Congratulations on your doctorate! Alex Ulmer, researcher in the department of "Information Visualization and Visual Analytics", successfully defended his dissertation "Progressive Visual Analytics for Temporal Data". The thesis was supervised by Dr.-Ing. Jörn Kohlhammer (TU Darmstadt), Prof. Dr.-Ing. Dieter W. Fellner (TU Darmstadt/Fraunhofer IGD) und Dr. habil. Jean-Daniel Fekete (Université Paris-Saclay).

Progressive visual analytics represents a relatively newly emerging research field, with the objective of accelerating the process of data analysis by computing intermediate results in a progressive manner. While the accuracy of the results improves over time, the sampling order can be steered by the user, thereby enabling the acquisition of valuable insights at an early stage, which in turn facilitates a more agile data analysis workflow. This thesis presents a novel taxonomy for progressive visualisations and a conceptual framework for the design of new web-based progressive visual analytics systems.

The time required for data processing, which serves as the foundation for providing an analyst with a visualisation, is dependent upon two primary factors:

1.      The quantity of data that must be processed.

2.      The degree of complexity of the processing algorithm.

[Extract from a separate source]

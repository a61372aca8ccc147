//! Middleware del sistema

pub mod cors;

pub use cors::{cors_layer, cors_with_origins};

Data collection is a ubiquitous practice across a multitude of domains, necessitating the ability to process substantial data repositories for a diverse array of users. Furthermore, more sophisticated algorithms are required to compute statistics, identify similarities or make predictions based on artificial intelligence. The current state of the art is that the majority of visual analytics systems are required to await the completion of computations before a visual representation can be displayed. It is common for analysts to wait for several hours for complex computations, such as simulations, to complete. Nevertheless, it is not always feasible to rely on increased computational power as a solution. Progressive visual analytics represents an approach whereby data or computation steps are segmented, thereby enabling the analyst to access intermediate results while the processing is still running in the background. The distinctive feature is that the user is able to interact with and respond to the results as they evolve. They can steer the computation by selecting regions of interest on which the processing algorithm should focus or modify parameters to adapt the progression based on early results. This enables the analyst to rapidly gain insights or intervene if the computation is not running as expected, thereby avoiding the loss of numerous hours.

This dissertation advocates the design of progressive visual analytics for web-based systems, establishing a novel taxonomy for the design of progressive visualisations and providing a technical concept for the implementation of such systems. The conceptual contribution of this thesis is the formulation of a new taxonomy for the research field. The concept of progressive visual analytics has been applied in other research areas under a variety of different names. Even within the field of visualisation, the progressive approaches were referred to by a number of different names, including incremental, fine-grain, and approximate visualisation. The concept of enhancing accuracy over time is not a novel one, having been applied in other research areas such as rendering and parallel processing. However, the distinctive and challenging aspect of progressive visual analytics is that the user is always able to interact with the system, and the results for data analytics are not precomputed. This necessitates the adaptation of visualisation techniques, which are addressed in the proposed taxonomy.

This dissertation presents a technical contribution in the form of a concept for the application of progressive visual analytics for temporal data in web-based systems. Temporal data is ubiquitous across all domains and is instrumental in analytical processes aimed at comprehending past phenomena and forecasting future trends. The data in question is frequently of a considerable magnitude, given that measurements may be taken at intervals as brief as one second, or that events may occur in even shorter fractions of a second. The progressive concept is beneficial in scenarios where the data is voluminous or the algorithms are slow, as well as in situations where computational resources are constrained, such as in mobile devices. The thesis proposes a concept for optimising the synergy between progressive computation and web-based visualisation for data analytics. The concept is evaluated with two case studies from the field of cybersecurity, in which communications are sent with nano-second precision, resulting in large data sources. The case studies demonstrated the benefits of progressive visual analytics for the cybersecurity domain and contributed to the refinement of the new taxonomy for progressive visualisations.